To do
Whenever a line in the data contains "Copy", show that line.

┌──

//! Command executor seam.

use tl_protocol::KeyCode;

use crate::types::ExecError;

/// Turns a resolved key code into a real device action.
///
/// Calls are fire-and-forget from the link's point of view: the router
/// spawns each execution and sends its `confirm` without waiting for it.
///
/// # Example
///
/// ```rust,no_run
/// use tl_link::{CommandExecutor, ExecError, KeyCode};
///
/// struct Print;
///
/// #[async_trait::async_trait]
/// impl CommandExecutor for Print {
///     async fn execute(&self, code: KeyCode) -> Result<(), ExecError> {
///         println!("key {code}");
///         Ok(())
///     }
/// }
/// ```
#[async_trait::async_trait]
pub trait CommandExecutor: Send + Sync + 'static {
    async fn execute(&self, code: KeyCode) -> Result<(), ExecError>;

    /// Short label for logs.
    fn name(&self) -> &'static str {
        "custom"
    }
}
//! Transport seam: a connection attempt is an event stream plus an
//! outbound queue, owned by the connection manager.
//!
//! ```text
//!   ConnectionManager ── TransportHandle ══ channels ══ TransportPeer ── pump task ── socket
//! ```
//!
//! Dropping the handle detaches every listener and requests a graceful
//! close; [`TransportHandle::terminate`] drops the socket without a close
//! handshake.

use std::time::Duration;

use futures_util::{SinkExt, StreamExt};
use tokio::sync::mpsc;
use tokio::sync::mpsc::error::TrySendError;
use tokio_tungstenite::tungstenite::client::IntoClientRequest;
use tokio_tungstenite::tungstenite::handshake::client::Request;
use tokio_tungstenite::tungstenite::Message;
use tokio_util::sync::CancellationToken;

use crate::types::LinkError;

/// Everything a transport reports back to the manager.
#[derive(Debug, Clone, PartialEq, Eq)]
pub enum TransportEvent {
    Opened,
    Message(Vec<u8>),
    /// Transport-level ping or pong frame.
    Heartbeat,
    /// A [`FrameKind::Ping`] frame reached the socket.
    PingWritten,
    Closed { code: Option<u16>, reason: String },
    /// `fatal` errors end the transport; others (e.g. one failed data write) do not.
    Errored { error: String, fatal: bool },
}

/// What an outbound frame is for.  A failed [`Ping`](FrameKind::Ping)
/// write is fatal; a failed [`Data`](FrameKind::Data) write is not.
#[derive(Debug, Clone, Copy, PartialEq, Eq)]
pub enum FrameKind {
    Data,
    Ping,
}

/// One queued text frame.
#[derive(Debug, Clone, PartialEq, Eq)]
pub struct OutboundFrame {
    pub text: String,
    pub kind: FrameKind,
}

/// Manager-side end of one connection attempt.
#[derive(Debug)]
pub struct TransportHandle {
    events: mpsc::Receiver<TransportEvent>,
    outbound: mpsc::Sender<OutboundFrame>,
    kill: CancellationToken,
}

/// Socket-side end of one connection attempt.
#[derive(Debug)]
pub struct TransportPeer {
    pub events: mpsc::Sender<TransportEvent>,
    pub outbound: mpsc::Receiver<OutboundFrame>,
    pub kill: CancellationToken,
}

impl TransportHandle {
    /// Create a connected handle/peer pair with the given queue capacity.
    pub fn pair(capacity: usize) -> (TransportHandle, TransportPeer) {
        let (event_tx, event_rx) = mpsc::channel(capacity);
        let (out_tx, out_rx) = mpsc::channel(capacity);
        let kill = CancellationToken::new();
        (
            TransportHandle {
                events: event_rx,
                outbound: out_tx,
                kill: kill.clone(),
            },
            TransportPeer {
                events: event_tx,
                outbound: out_rx,
                kill,
            },
        )
    }

    /// Next event; `None` once the peer has gone away.
    pub async fn next_event(&mut self) -> Option<TransportEvent> {
        self.events.recv().await
    }

    /// Queue a text frame without waiting.
    pub fn send(&self, text: String, kind: FrameKind) -> Result<(), LinkError> {
        self.outbound.try_send(OutboundFrame { text, kind }).map_err(|e| match e {
            TrySendError::Full(_) => LinkError::Transport("outbound queue full".into()),
            TrySendError::Closed(_) => LinkError::Transport("transport closed".into()),
        })
    }

    /// Detach listeners and request a graceful close.
    pub fn close(self) {
        drop(self);
    }

    /// Drop the socket without a close handshake.
    pub fn terminate(self) {
        self.kill.cancel();
    }
}

/// Creates transports.  Implementations spawn their own I/O and must not
/// block: `connect` returns as soon as the attempt is under way, and the
/// outcome arrives as [`TransportEvent::Opened`] or a fatal error.
///
/// An `Err` here is a construction failure (e.g. an unusable URL).
pub trait Connector: Send + Sync + 'static {
    fn connect(&self, url: &str) -> Result<TransportHandle, LinkError>;
}

/// Default bound on TCP connect plus the TLS and WebSocket handshakes.
pub const DEFAULT_CONNECT_TIMEOUT: Duration = Duration::from_secs(10);

/// [`Connector`] backed by `tokio-tungstenite` (`ws://` and `wss://`).
#[derive(Debug, Clone)]
pub struct WsConnector {
    queue_capacity: usize,
    connect_timeout: Duration,
}

impl WsConnector {
    pub fn new(queue_capacity: usize) -> Self {
        Self {
            queue_capacity: queue_capacity.max(1),
            connect_timeout: DEFAULT_CONNECT_TIMEOUT,
        }
    }

    /// Fail the attempt when the handshake has not completed in `d`.
    pub fn with_connect_timeout(mut self, d: Duration) -> Self {
        self.connect_timeout = d;
        self
    }
}

impl Default for WsConnector {
    fn default() -> Self {
        Self::new(64)
    }
}

impl Connector for WsConnector {
    fn connect(&self, url: &str) -> Result<TransportHandle, LinkError> {
        let request = url
            .into_client_request()
            .map_err(|e| LinkError::WebSocket(format!("invalid endpoint {url}: {e}")))?;
        let (handle, peer) = TransportHandle::pair(self.queue_capacity);
        tokio::spawn(pump(request, peer, self.connect_timeout));
        Ok(handle)
    }
}

/// Connect within `connect_timeout`, then drive the socket.  A connect
/// failure or timeout is reported as one fatal error.
async fn pump(request: Request, mut peer: TransportPeer, connect_timeout: Duration) {
    let attempt = tokio::time::timeout(connect_timeout, tokio_tungstenite::connect_async(request));
    let connected = tokio::select! {
        r = attempt => r,
        _ = peer.kill.cancelled() => return,
        _ = peer.events.closed() => return,
    };

    let error = match connected {
        Ok(Ok((ws, _response))) => return run_socket(ws, peer).await,
        Ok(Err(e)) => e.to_string(),
        Err(_) => format!("handshake timed out after {}ms", connect_timeout.as_millis()),
    };
    let _ = peer
        .events
        .send(TransportEvent::Errored { error, fatal: true })
        .await;
}

type WsStream =
    tokio_tungstenite::WebSocketStream<tokio_tungstenite::MaybeTlsStream<tokio::net::TcpStream>>;

/// Pump frames between the socket and the handle until either side ends.
async fn run_socket(ws: WsStream, mut peer: TransportPeer) {
    if peer.events.send(TransportEvent::Opened).await.is_err() {
        return;
    }

    let (mut sink, mut stream) = ws.split();

    loop {
        tokio::select! {
            biased;

            _ = peer.kill.cancelled() => {
                tracing::debug!("transport terminated");
                return;
            }

            outbound = peer.outbound.recv() => match outbound {
                Some(OutboundFrame { text, kind }) => {
                    let event = match (sink.send(Message::Text(text)).await, kind) {
                        (Ok(()), FrameKind::Ping) => TransportEvent::PingWritten,
                        (Ok(()), FrameKind::Data) => continue,
                        (Err(e), FrameKind::Ping) => TransportEvent::Errored {
                            error: format!("ping write failed: {e}"),
                            fatal: true,
                        },
                        (Err(e), FrameKind::Data) => TransportEvent::Errored {
                            error: format!("send failed: {e}"),
                            fatal: false,
                        },
                    };
                    let fatal = matches!(event, TransportEvent::Errored { fatal: true, .. });
                    if peer.events.send(event).await.is_err() || fatal {
                        return;
                    }
                }
                None => {
                    // Handle dropped: graceful close.
                    let _ = sink.close().await;
                    return;
                }
            },

            frame = stream.next() => {
                let event = match frame {
                    Some(Ok(Message::Text(text))) => TransportEvent::Message(text.into_bytes()),
                    Some(Ok(Message::Binary(bytes))) => TransportEvent::Message(bytes),
                    Some(Ok(Message::Ping(_))) | Some(Ok(Message::Pong(_))) => TransportEvent::Heartbeat,
                    Some(Ok(Message::Frame(_))) => continue,
                    Some(Ok(Message::Close(frame))) => {
                        let (code, reason) = match frame {
                            Some(f) => (Some(u16::from(f.code)), f.reason.into_owned()),
                            None => (None, String::new()),
                        };
                        let _ = peer.events.send(TransportEvent::Closed { code, reason }).await;
                        return;
                    }
                    Some(Err(e)) => {
                        let _ = peer
                            .events
                            .send(TransportEvent::Errored {
                                error: e.to_string(),
                                fatal: true,
                            })
                            .await;
                        return;
                    }
                    None => {
                        let _ = peer
                            .events
                            .send(TransportEvent::Closed {
                                code: None,
                                reason: "stream ended".into(),
                            })
                            .await;
                        return;
                    }
                };
                if peer.events.send(event).await.is_err() {
                    return;
                }
            }
        }
    }
}

#[cfg(test)]
mod tests {
    use super::*;

    #[test]
    fn invalid_url_is_construction_failure() {
        let connector = WsConnector::default();
        let err = connector.connect("not a url").unwrap_err();
        assert!(matches!(err, LinkError::WebSocket(_)));
    }

    #[tokio::test]
    async fn send_reaches_peer() {
        let (handle, mut peer) = TransportHandle::pair(4);
        handle.send("hello".into(), FrameKind::Data).unwrap();
        let frame = peer.outbound.recv().await.unwrap();
        assert_eq!(frame.text, "hello");
        assert_eq!(frame.kind, FrameKind::Data);
    }

    #[tokio::test]
    async fn send_fails_when_queue_full() {
        let (handle, _peer) = TransportHandle::pair(1);
        handle.send("a".into(), FrameKind::Data).unwrap();
        let err = handle.send("b".into(), FrameKind::Ping).unwrap_err();
        assert!(err.to_string().contains("full"));
    }

    #[tokio::test]
    async fn close_detaches_and_closes_outbound() {
        let (handle, mut peer) = TransportHandle::pair(4);
        handle.close();
        assert!(peer.outbound.recv().await.is_none());
        assert!(peer.events.is_closed());
        assert!(!peer.kill.is_cancelled());
    }

    #[tokio::test]
    async fn terminate_cancels_kill_token() {
        let (handle, peer) = TransportHandle::pair(4);
        handle.terminate();
        assert!(peer.kill.is_cancelled());
        assert!(peer.events.is_closed());
    }

    #[tokio::test]
    async fn silent_server_times_out_the_handshake() {
        // Accepts TCP, never answers the upgrade.
        let listener = tokio::net::TcpListener::bind("127.0.0.1:0").await.unwrap();
        let addr = listener.local_addr().unwrap();
        let held = tokio::spawn(async move {
            let (socket, _) = listener.accept().await.unwrap();
            tokio::time::sleep(Duration::from_secs(30)).await;
            drop(socket);
        });

        let connector = WsConnector::default().with_connect_timeout(Duration::from_millis(100));
        let mut handle = connector.connect(&format!("ws://{addr}/ws")).unwrap();

        let event = tokio::time::timeout(Duration::from_secs(5), handle.next_event())
            .await
            .expect("handshake was not bounded");
        match event {
            Some(TransportEvent::Errored { error, fatal }) => {
                assert!(fatal);
                assert!(error.contains("timed out"), "{error}");
            }
            other => panic!("expected fatal error, got {other:?}"),
        }
        held.abort();
    }
}
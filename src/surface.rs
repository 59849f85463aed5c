//! Accelerated surface contracts.
//!
//! A [`SurfaceFactory`] mounts one [`Surface`] per gate generation. The
//! surface reports its lifecycle (created, creation error, lost, restored)
//! to listeners registered through [`Surface::subscribe`]. Every registration
//! returns a [`Subscription`] that detaches the listener when dropped.
//!
//! ```ignore
//! let subscription = surface.subscribe(Box::new(|signal| {
//!     if let SurfaceSignal::Lost(lost) = signal {
//!         lost.prevent_default();
//!     }
//! }));
//! // ...
//! subscription.detach();
//! ```

use std::cell::RefCell;
use std::fmt;
use std::rc::{Rc, Weak};
use std::sync::atomic::{AtomicU64, Ordering};

use crate::config::ContextOptions;
use crate::error::ContextErrorCode;
use crate::gate::Generation;
use crate::probe::Tier;

/// Unique identifier for each mounted surface instance.
#[derive(Debug, Clone, Copy, PartialEq, Eq, Hash)]
pub struct SurfaceId(u64);

impl SurfaceId {
    /// Create a new unique surface ID.
    pub fn next() -> Self {
        static COUNTER: AtomicU64 = AtomicU64::new(0);
        SurfaceId(COUNTER.fetch_add(1, Ordering::Relaxed))
    }

    /// Get the raw ID value (for debugging/logging).
    pub fn raw(&self) -> u64 {
        self.0
    }
}

/// Host-delivered "context lost" notification.
///
/// Unless a listener calls [`LostEvent::prevent_default`], the host is free to
/// discard the context for good and never signal restoration.
#[derive(Debug, Default)]
pub struct LostEvent {
    default_prevented: bool,
}

impl LostEvent {
    pub fn new() -> Self {
        Self::default()
    }

    pub fn prevent_default(&mut self) {
        self.default_prevented = true;
    }

    pub fn default_prevented(&self) -> bool {
        self.default_prevented
    }
}

/// Why a surface failed to initialize.
#[derive(Debug, Clone, PartialEq, Eq)]
pub struct CreationError {
    pub message: String,
    pub code: Option<ContextErrorCode>,
}

impl CreationError {
    pub fn new(message: impl Into<String>) -> Self {
        Self {
            message: message.into(),
            code: None,
        }
    }

    pub fn with_code(mut self, code: ContextErrorCode) -> Self {
        self.code = Some(code);
        self
    }
}

impl fmt::Display for CreationError {
    fn fmt(&self, f: &mut fmt::Formatter<'_>) -> fmt::Result {
        match self.code.and_then(|code| code.describe()) {
            Some(detail) => write!(f, "{} ({})", self.message, detail),
            None => f.write_str(&self.message),
        }
    }
}

/// Lifecycle signals raised by a mounted surface.
#[derive(Debug)]
pub enum SurfaceSignal {
    /// First frame created successfully.
    Created,
    CreationError(CreationError),
    Lost(LostEvent),
    Restored,
}

pub type Listener = Box<dyn FnMut(&mut SurfaceSignal)>;

/// What the factory needs to mount a surface.
#[derive(Debug, Clone, PartialEq, Eq)]
pub struct SurfaceRequest {
    pub id: SurfaceId,
    pub generation: Generation,
    pub tier: Tier,
    pub options: ContextOptions,
}

/// A mounted accelerated surface. Dropping it unmounts it.
pub trait Surface {
    fn id(&self) -> SurfaceId;

    fn subscribe(&mut self, listener: Listener) -> Subscription;

    /// Deliver signals the host raised since the last call.
    ///
    /// Surfaces that invoke listeners synchronously from host callbacks can
    /// keep the default.
    fn dispatch(&mut self) {}
}

pub trait SurfaceFactory {
    fn create(&mut self, request: SurfaceRequest) -> Box<dyn Surface>;
}

impl<F> SurfaceFactory for F
where
    F: FnMut(SurfaceRequest) -> Box<dyn Surface>,
{
    fn create(&mut self, request: SurfaceRequest) -> Box<dyn Surface> {
        self(request)
    }
}

#[derive(Default)]
struct ListenerSlots {
    listeners: Vec<(u64, Listener)>,
    next_id: u64,
    emitting: bool,
    detached_while_emitting: Vec<u64>,
}

/// Listener registry for [`Surface`] implementations.
#[derive(Clone, Default)]
pub struct ListenerSet {
    slots: Rc<RefCell<ListenerSlots>>,
}

impl ListenerSet {
    pub fn new() -> Self {
        Self::default()
    }

    pub fn subscribe(&self, listener: Listener) -> Subscription {
        let id = {
            let mut slots = self.slots.borrow_mut();
            slots.next_id += 1;
            let id = slots.next_id;
            slots.listeners.push((id, listener));
            id
        };

        let slots = Rc::downgrade(&self.slots);
        Subscription::new(move || remove_listener(&slots, id))
    }

    pub fn len(&self) -> usize {
        self.slots.borrow().listeners.len()
    }

    pub fn is_empty(&self) -> bool {
        self.len() == 0
    }

    /// Invoke every attached listener with `signal`, in registration order.
    pub fn emit(&self, signal: &mut SurfaceSignal) {
        // Listeners run with the registry unborrowed so they may detach
        let mut active = {
            let mut slots = self.slots.borrow_mut();
            slots.emitting = true;
            std::mem::take(&mut slots.listeners)
        };

        for (_, listener) in active.iter_mut() {
            listener(signal);
        }

        let mut slots = self.slots.borrow_mut();
        let detached = std::mem::take(&mut slots.detached_while_emitting);
        active.retain(|(id, _)| !detached.contains(id));
        active.append(&mut slots.listeners);
        slots.listeners = active;
        slots.emitting = false;
    }
}

fn remove_listener(slots: &Weak<RefCell<ListenerSlots>>, id: u64) {
    let Some(slots) = slots.upgrade() else {
        return;
    };
    let mut slots = slots.borrow_mut();
    slots.listeners.retain(|(listener_id, _)| *listener_id != id);
    if slots.emitting {
        slots.detached_while_emitting.push(id);
    }
}

/// Detaches a listener when dropped or when [`Subscription::detach`] is called.
#[must_use = "dropping a Subscription detaches the listener immediately"]
pub struct Subscription {
    detach: Option<Box<dyn FnOnce()>>,
}

impl Subscription {
    pub fn new(detach: impl FnOnce() + 'static) -> Self {
        Self {
            detach: Some(Box::new(detach)),
        }
    }

    pub fn detach(mut self) {
        self.run_detach();
    }

    fn run_detach(&mut self) {
        if let Some(detach) = self.detach.take() {
            detach();
        }
    }
}

impl Drop for Subscription {
    fn drop(&mut self) {
        self.run_detach();
    }
}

└──

Exercise output
#[derive(Debug, Clone, Copy, PartialEq, Eq)]
#[derive(Debug, Clone, Copy, PartialEq, Eq, Hash)]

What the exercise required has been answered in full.